§ **Description of the task**:
Among the entries below, find each line holding "InvalidOperation" and return it.

Stored data:
########

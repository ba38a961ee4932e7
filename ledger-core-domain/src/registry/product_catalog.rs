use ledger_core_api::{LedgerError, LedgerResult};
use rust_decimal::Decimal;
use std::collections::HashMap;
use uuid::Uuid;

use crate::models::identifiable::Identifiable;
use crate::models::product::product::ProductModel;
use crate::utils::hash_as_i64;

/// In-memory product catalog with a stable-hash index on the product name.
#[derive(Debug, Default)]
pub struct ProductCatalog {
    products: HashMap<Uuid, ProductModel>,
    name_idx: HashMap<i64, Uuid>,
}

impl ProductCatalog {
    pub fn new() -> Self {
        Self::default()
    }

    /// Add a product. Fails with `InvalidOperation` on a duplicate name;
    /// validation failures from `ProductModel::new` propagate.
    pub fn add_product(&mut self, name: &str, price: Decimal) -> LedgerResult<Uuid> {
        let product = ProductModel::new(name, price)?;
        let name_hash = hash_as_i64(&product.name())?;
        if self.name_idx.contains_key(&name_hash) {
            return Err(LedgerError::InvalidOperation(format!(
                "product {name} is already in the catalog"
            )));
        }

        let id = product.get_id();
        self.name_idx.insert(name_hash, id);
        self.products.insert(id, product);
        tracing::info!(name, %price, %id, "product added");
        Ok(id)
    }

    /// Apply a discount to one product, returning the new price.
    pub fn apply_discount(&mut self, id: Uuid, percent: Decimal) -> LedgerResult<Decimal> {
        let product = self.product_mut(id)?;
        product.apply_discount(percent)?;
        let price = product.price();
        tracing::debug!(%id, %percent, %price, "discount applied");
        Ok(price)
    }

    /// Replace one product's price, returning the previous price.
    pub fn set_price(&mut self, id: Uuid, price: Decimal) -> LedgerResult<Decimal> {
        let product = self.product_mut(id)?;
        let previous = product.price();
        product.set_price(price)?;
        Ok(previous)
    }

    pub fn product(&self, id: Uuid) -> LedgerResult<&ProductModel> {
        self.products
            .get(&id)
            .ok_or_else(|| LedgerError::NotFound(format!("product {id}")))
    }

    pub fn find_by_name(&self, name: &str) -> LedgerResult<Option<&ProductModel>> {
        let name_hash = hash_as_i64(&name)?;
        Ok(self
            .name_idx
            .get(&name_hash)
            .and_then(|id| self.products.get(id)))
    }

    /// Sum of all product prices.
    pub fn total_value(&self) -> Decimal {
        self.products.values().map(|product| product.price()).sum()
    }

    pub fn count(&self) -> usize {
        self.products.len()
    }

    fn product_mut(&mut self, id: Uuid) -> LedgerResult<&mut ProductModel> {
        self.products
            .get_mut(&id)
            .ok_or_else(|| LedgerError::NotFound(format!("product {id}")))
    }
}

########

§ **Answer to the problem**:
    /// Add a product. Fails with `InvalidOperation` on a duplicate name;
            return Err(LedgerError::InvalidOperation(format!(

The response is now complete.